Problem => Give the number of lines in the data below that contain "VirtualPortfolio", with no other words.

Records for this exercise =>
//! Savings goals.

use chrono::NaiveDate;
use rust_decimal::Decimal;

use crate::domain::error::PaisaError;
use crate::domain::goals::{FinancialGoal, GoalView, NewGoal};
use crate::domain::user::UserContext;

pub trait GoalPort {
    fn create_goal(
        &self,
        user: &UserContext,
        goal: &NewGoal,
        today: NaiveDate,
    ) -> Result<FinancialGoal, PaisaError>;

    fn contribute(
        &self,
        user: &UserContext,
        goal_id: i64,
        amount: Decimal,
    ) -> Result<FinancialGoal, PaisaError>;

    /// Newest first.
    fn list_goals(&self, user: &UserContext) -> Result<Vec<GoalView>, PaisaError>;
}
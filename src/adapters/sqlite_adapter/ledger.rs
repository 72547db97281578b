//! Portfolio, holdings, the trade log and stock reference data.

use chrono::Utc;
use rusqlite::{Connection, OptionalExtension, Row, params};
use std::collections::HashMap;
use uuid::Uuid;

use super::{
    SqliteStore, conversion_err, decimal_col, enum_col, money, query_err, timestamp_col, ts,
};
use crate::domain::error::PaisaError;
use crate::domain::execution::{TradeOrder, TradeReceipt, plan_trade, trade_message};
use crate::domain::portfolio::{
    Holding, PortfolioSummary, PortfolioView, VirtualPortfolio, VirtualTransaction, revalue,
};
use crate::domain::stock::{
    STOCKS_PER_PAGE, Stock, StockListing, StockPage, StockQuote, clamp_page, matches_search,
};
use crate::domain::user::UserContext;
use crate::ports::ledger_port::LedgerPort;

const RECENT_TRANSACTIONS: usize = 10;

const HOLDING_COLUMNS: &str = "h.id, h.portfolio_id, h.stock_id, s.symbol, h.quantity,
     h.average_price, h.invested_amount, h.current_value, s.current_price";

const STOCK_COLUMNS: &str = "id, symbol, company_name, sector, current_price, previous_close,
     market_cap, is_active, last_updated";

fn portfolio_from_row(row: &Row<'_>) -> rusqlite::Result<VirtualPortfolio> {
    Ok(VirtualPortfolio {
        id: row.get(0)?,
        user_id: row.get(1)?,
        virtual_cash: decimal_col(row, 2)?,
        total_invested: decimal_col(row, 3)?,
        current_value: decimal_col(row, 4)?,
        profit_loss: decimal_col(row, 5)?,
        created_at: timestamp_col(row, 6)?,
    })
}

fn stock_from_row(row: &Row<'_>) -> rusqlite::Result<Stock> {
    Ok(Stock {
        id: row.get(0)?,
        symbol: row.get(1)?,
        company_name: row.get(2)?,
        sector: row.get(3)?,
        current_price: decimal_col(row, 4)?,
        previous_close: decimal_col(row, 5)?,
        market_cap: row.get(6)?,
        is_active: row.get(7)?,
        last_updated: timestamp_col(row, 8)?,
    })
}

fn holding_from_row(row: &Row<'_>) -> rusqlite::Result<Holding> {
    Ok(Holding {
        id: row.get(0)?,
        portfolio_id: row.get(1)?,
        stock_id: row.get(2)?,
        symbol: row.get(3)?,
        quantity: row.get(4)?,
        average_price: decimal_col(row, 5)?,
        invested_amount: decimal_col(row, 6)?,
        current_value: decimal_col(row, 7)?,
    })
}

fn transaction_from_row(row: &Row<'_>) -> rusqlite::Result<VirtualTransaction> {
    let raw_id: String = row.get(0)?;
    Ok(VirtualTransaction {
        id: Uuid::parse_str(&raw_id).map_err(|e| conversion_err(0, e))?,
        portfolio_id: row.get(1)?,
        stock_id: row.get(2)?,
        symbol: row.get(3)?,
        transaction_type: enum_col(row, 4)?,
        quantity: row.get(5)?,
        price_per_share: decimal_col(row, 6)?,
        total_amount: decimal_col(row, 7)?,
        timestamp: timestamp_col(row, 8)?,
    })
}

pub(super) fn load_portfolio(
    conn: &Connection,
    user_id: i64,
) -> Result<VirtualPortfolio, PaisaError> {
    conn.query_row(
        "SELECT id, user_id, virtual_cash, total_invested, current_value, profit_loss, created_at
         FROM portfolios WHERE user_id = ?1",
        params![user_id],
        portfolio_from_row,
    )
    .optional()
    .map_err(query_err)?
    .ok_or_else(|| PaisaError::not_found("portfolio", user_id))
}

fn load_stock(conn: &Connection, stock_id: i64) -> Result<Option<Stock>, PaisaError> {
    conn.query_row(
        &format!("SELECT {STOCK_COLUMNS} FROM stocks WHERE id = ?1"),
        params![stock_id],
        stock_from_row,
    )
    .optional()
    .map_err(query_err)
}

fn load_active_stock(conn: &Connection, stock_id: i64) -> Result<Stock, PaisaError> {
    load_stock(conn, stock_id)?
        .filter(|s| s.is_active)
        .ok_or_else(|| PaisaError::not_found("stock", stock_id))
}

fn load_holding(
    conn: &Connection,
    portfolio_id: i64,
    stock_id: i64,
) -> Result<Option<Holding>, PaisaError> {
    conn.query_row(
        &format!(
            "SELECT {HOLDING_COLUMNS} FROM holdings h JOIN stocks s ON s.id = h.stock_id
             WHERE h.portfolio_id = ?1 AND h.stock_id = ?2"
        ),
        params![portfolio_id, stock_id],
        holding_from_row,
    )
    .optional()
    .map_err(query_err)
}

/// Holdings with the current price of each stock.
fn load_holdings(
    conn: &Connection,
    portfolio_id: i64,
) -> Result<Vec<(Holding, rust_decimal::Decimal)>, PaisaError> {
    let mut stmt = conn
        .prepare(&format!(
            "SELECT {HOLDING_COLUMNS} FROM holdings h JOIN stocks s ON s.id = h.stock_id
             WHERE h.portfolio_id = ?1 ORDER BY s.symbol"
        ))
        .map_err(query_err)?;
    let rows = stmt
        .query_map(params![portfolio_id], |row| {
            Ok((holding_from_row(row)?, decimal_col(row, 8)?))
        })
        .map_err(query_err)?;
    rows.collect::<rusqlite::Result<Vec<_>>>().map_err(query_err)
}

pub(super) fn recent_transactions(
    conn: &Connection,
    portfolio_id: i64,
    limit: usize,
) -> Result<Vec<VirtualTransaction>, PaisaError> {
    let mut stmt = conn
        .prepare(
            "SELECT t.id, t.portfolio_id, t.stock_id, s.symbol, t.transaction_type, t.quantity,
                    t.price_per_share, t.total_amount, t.timestamp
             FROM virtual_transactions t JOIN stocks s ON s.id = t.stock_id
             WHERE t.portfolio_id = ?1
             ORDER BY t.timestamp DESC, t.rowid DESC
             LIMIT ?2",
        )
        .map_err(query_err)?;
    let rows = stmt
        .query_map(params![portfolio_id, limit as i64], transaction_from_row)
        .map_err(query_err)?;
    rows.collect::<rusqlite::Result<Vec<_>>>().map_err(query_err)
}

impl LedgerPort for SqliteStore {
    fn execute_trade(
        &self,
        user: &UserContext,
        order: &TradeOrder,
    ) -> Result<TradeReceipt, PaisaError> {
        if order.quantity <= 0 {
            return Err(PaisaError::InvalidQuantity);
        }
        let now = Utc::now();

        self.write(|tx| {
            let stock = load_active_stock(tx, order.stock_id)?;
            let portfolio = load_portfolio(tx, user.user_id)?;
            let holding = load_holding(tx, portfolio.id, stock.id)?;
            let plan = plan_trade(
                order.transaction_type,
                order.quantity,
                stock.current_price,
                &portfolio,
                holding.as_ref(),
            )?;

            let transaction = VirtualTransaction {
                id: Uuid::new_v4(),
                portfolio_id: portfolio.id,
                stock_id: stock.id,
                symbol: stock.symbol.clone(),
                transaction_type: plan.transaction_type,
                quantity: plan.quantity,
                price_per_share: plan.price_per_share,
                total_amount: plan.total_amount,
                timestamp: now,
            };
            tx.execute(
                "INSERT INTO virtual_transactions (id, portfolio_id, stock_id, transaction_type,
                     quantity, price_per_share, total_amount, timestamp)
                 VALUES (?1, ?2, ?3, ?4, ?5, ?6, ?7, ?8)",
                params![
                    transaction.id.to_string(),
                    transaction.portfolio_id,
                    transaction.stock_id,
                    transaction.transaction_type.as_str(),
                    transaction.quantity,
                    money(transaction.price_per_share),
                    money(transaction.total_amount),
                    ts(transaction.timestamp),
                ],
            )
            .map_err(query_err)?;

            tx.execute(
                "UPDATE portfolios SET virtual_cash = ?1, total_invested = ?2 WHERE id = ?3",
                params![
                    money(plan.cash_after),
                    money(plan.total_invested_after),
                    portfolio.id
                ],
            )
            .map_err(query_err)?;

            match plan.holding_after {
                Some(state) => {
                    let market_value = crate::domain::money::mul(
                        rust_decimal::Decimal::from(state.quantity),
                        stock.current_price,
                    )?;
                    tx.execute(
                        "INSERT INTO holdings (portfolio_id, stock_id, quantity, average_price,
                             invested_amount, current_value)
                         VALUES (?1, ?2, ?3, ?4, ?5, ?6)
                         ON CONFLICT (portfolio_id, stock_id) DO UPDATE SET
                             quantity = excluded.quantity,
                             average_price = excluded.average_price,
                             invested_amount = excluded.invested_amount,
                             current_value = excluded.current_value",
                        params![
                            portfolio.id,
                            stock.id,
                            state.quantity,
                            money(state.average_price),
                            money(state.invested_amount),
                            money(market_value),
                        ],
                    )
                    .map_err(query_err)?;
                }
                None => {
                    tx.execute(
                        "DELETE FROM holdings WHERE portfolio_id = ?1 AND stock_id = ?2",
                        params![portfolio.id, stock.id],
                    )
                    .map_err(query_err)?;
                }
            }

            Ok(TradeReceipt {
                message: trade_message(plan.transaction_type, plan.quantity, &stock.symbol),
                transaction,
                portfolio: load_portfolio(tx, user.user_id)?,
                holding: load_holding(tx, portfolio.id, stock.id)?,
            })
        })
    }

    fn revalue_portfolio(&self, user: &UserContext) -> Result<PortfolioView, PaisaError> {
        self.write(|tx| {
            let mut portfolio = load_portfolio(tx, user.user_id)?;
            let priced = load_holdings(tx, portfolio.id)?;
            let prices: HashMap<i64, rust_decimal::Decimal> =
                priced.iter().map(|(h, price)| (h.stock_id, *price)).collect();
            let mut holdings: Vec<Holding> = priced.into_iter().map(|(h, _)| h).collect();

            revalue(&mut portfolio, &mut holdings, |stock_id| {
                prices.get(&stock_id).copied()
            })?;

            for holding in &holdings {
                tx.execute(
                    "UPDATE holdings SET current_value = ?1 WHERE id = ?2",
                    params![money(holding.current_value), holding.id],
                )
                .map_err(query_err)?;
            }
            tx.execute(
                "UPDATE portfolios SET current_value = ?1, profit_loss = ?2 WHERE id = ?3",
                params![
                    money(portfolio.current_value),
                    money(portfolio.profit_loss),
                    portfolio.id
                ],
            )
            .map_err(query_err)?;

            let recent = recent_transactions(tx, portfolio.id, RECENT_TRANSACTIONS)?;
            Ok(PortfolioView {
                summary: PortfolioSummary::from(&portfolio),
                portfolio,
                holdings,
                recent_transactions: recent,
            })
        })
    }

    fn portfolio_summary(&self, user: &UserContext) -> Result<PortfolioSummary, PaisaError> {
        let conn = self.conn()?;
        let portfolio = load_portfolio(&conn, user.user_id)?;
        Ok(PortfolioSummary::from(&portfolio))
    }

    fn list_stocks(
        &self,
        search: Option<&str>,
        page: Option<usize>,
    ) -> Result<StockPage, PaisaError> {
        let conn = self.conn()?;
        let mut stmt = conn
            .prepare(&format!(
                "SELECT {STOCK_COLUMNS} FROM stocks WHERE is_active = 1 ORDER BY symbol"
            ))
            .map_err(query_err)?;
        let rows = stmt.query_map([], stock_from_row).map_err(query_err)?;
        let query = search.unwrap_or("").trim().to_string();

        let mut matching = Vec::new();
        for row in rows {
            let stock = row.map_err(query_err)?;
            if matches_search(&stock, &query) {
                matching.push(stock);
            }
        }

        let total = matching.len();
        let (page, num_pages) = clamp_page(page, total, STOCKS_PER_PAGE);
        let stocks = matching
            .into_iter()
            .skip((page - 1) * STOCKS_PER_PAGE)
            .take(STOCKS_PER_PAGE)
            .collect();
        Ok(StockPage {
            stocks,
            page,
            num_pages,
            total,
            search_query: query,
        })
    }

    fn stock_quote(&self, stock_id: i64) -> Result<StockQuote, PaisaError> {
        let conn = self.conn()?;
        let stock = load_active_stock(&conn, stock_id)?;
        Ok(StockQuote::from(&stock))
    }

    fn upsert_stocks(&self, stocks: &[StockListing]) -> Result<usize, PaisaError> {
        for listing in stocks {
            listing.validate()?;
        }
        let now = ts(Utc::now());
        self.write(|tx| {
            for listing in stocks {
                tx.execute(
                    "INSERT INTO stocks (symbol, company_name, sector, current_price,
                         previous_close, market_cap, is_active, last_updated)
                     VALUES (?1, ?2, ?3, ?4, ?5, ?6, 1, ?7)
                     ON CONFLICT (symbol) DO UPDATE SET
                         company_name = excluded.company_name,
                         sector = excluded.sector,
                         current_price = excluded.current_price,
                         previous_close = excluded.previous_close,
                         market_cap = excluded.market_cap,
                         is_active = 1,
                         last_updated = excluded.last_updated",
                    params![
                        listing.symbol.trim().to_uppercase(),
                        listing.company_name.trim(),
                        listing.sector.trim(),
                        money(listing.current_price),
                        money(listing.previous_close),
                        listing.market_cap,
                        now,
                    ],
                )
                .map_err(query_err)?;
            }
            Ok(stocks.len())
        })
    }
}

Task output => 4